(Stored data entries)

_ _ _ _

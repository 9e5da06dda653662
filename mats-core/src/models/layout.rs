use serde::{Deserialize, Serialize};
use std::collections::BTreeMap;

use super::NodeId;

#[derive(Debug, Clone, Copy, PartialEq, Serialize, Deserialize)]
pub struct Position {
    pub x: f64,
    pub y: f64,
}

impl Position {
    pub fn new(x: f64, y: f64) -> Self {
        Self { x, y }
    }
}

/// Canvas coordinates for the nodes of one graph. Client-local only.
pub type PositionMap = BTreeMap<NodeId, Position>;

#[derive(Debug, Clone, Copy, PartialEq, Eq, Serialize, Deserialize, Default)]
#[serde(rename_all = "lowercase")]
pub enum Theme {
    #[default]
    Light,
    Dark,
}

impl Theme {
    pub fn toggled(self) -> Self {
        match self {
            Theme::Light => Theme::Dark,
            Theme::Dark => Theme::Light,
        }
    }
}
use serde::{Deserialize, Serialize};

use super::{GraphId, NodeId};

/// A technique: a named position or move inside one graph.
#[derive(Debug, Clone, PartialEq, Serialize, Deserialize)]
pub struct Node {
    pub id: NodeId,
    pub name: String,
    pub graph_id: GraphId,
}

#[derive(Debug, Clone, Serialize, Deserialize)]
pub struct NewNode {
    pub name: String,
    pub graph_id: GraphId,
}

_ _ _ _

[Instructions to follow] Make an exact transcription of the entries.

[The completed task]
repository 9e5da06dda653662
filename mats-core/src/models/layout.rs
use serde::{Deserialize, Serialize};
use std::collections::BTreeMap;

use super::NodeId;

#[derive(Debug, Clone, Copy, PartialEq, Serialize, Deserialize)]
pub struct Position {
    pub x: f64,
    pub y: f64,
}

impl Position {
    pub fn new(x: f64, y: f64) -> Self {
        Self { x, y }
    }
}

/// Canvas coordinates for the nodes of one graph. Client-local only.
pub type PositionMap = BTreeMap<NodeId, Position>;

#[derive(Debug, Clone, Copy, PartialEq, Eq, Serialize, Deserialize, Default)]
#[serde(rename_all = "lowercase")]
pub enum Theme {
    #[default]
    Light,
    Dark,
}

impl Theme {
    pub fn toggled(self) -> Self {
        match self {
            Theme::Light => Theme::Dark,
            Theme::Dark => Theme::Light,
        }
    }
}
use serde::{Deserialize, Serialize};

use super::{GraphId, NodeId};

/// A technique: a named position or move inside one graph.
#[derive(Debug, Clone, PartialEq, Serialize, Deserialize)]
pub struct Node {
    pub id: NodeId,
    pub name: String,
    pub graph_id: GraphId,
}

#[derive(Debug, Clone, Serialize, Deserialize)]
pub struct NewNode {
    pub name: String,
    pub graph_id: GraphId,
}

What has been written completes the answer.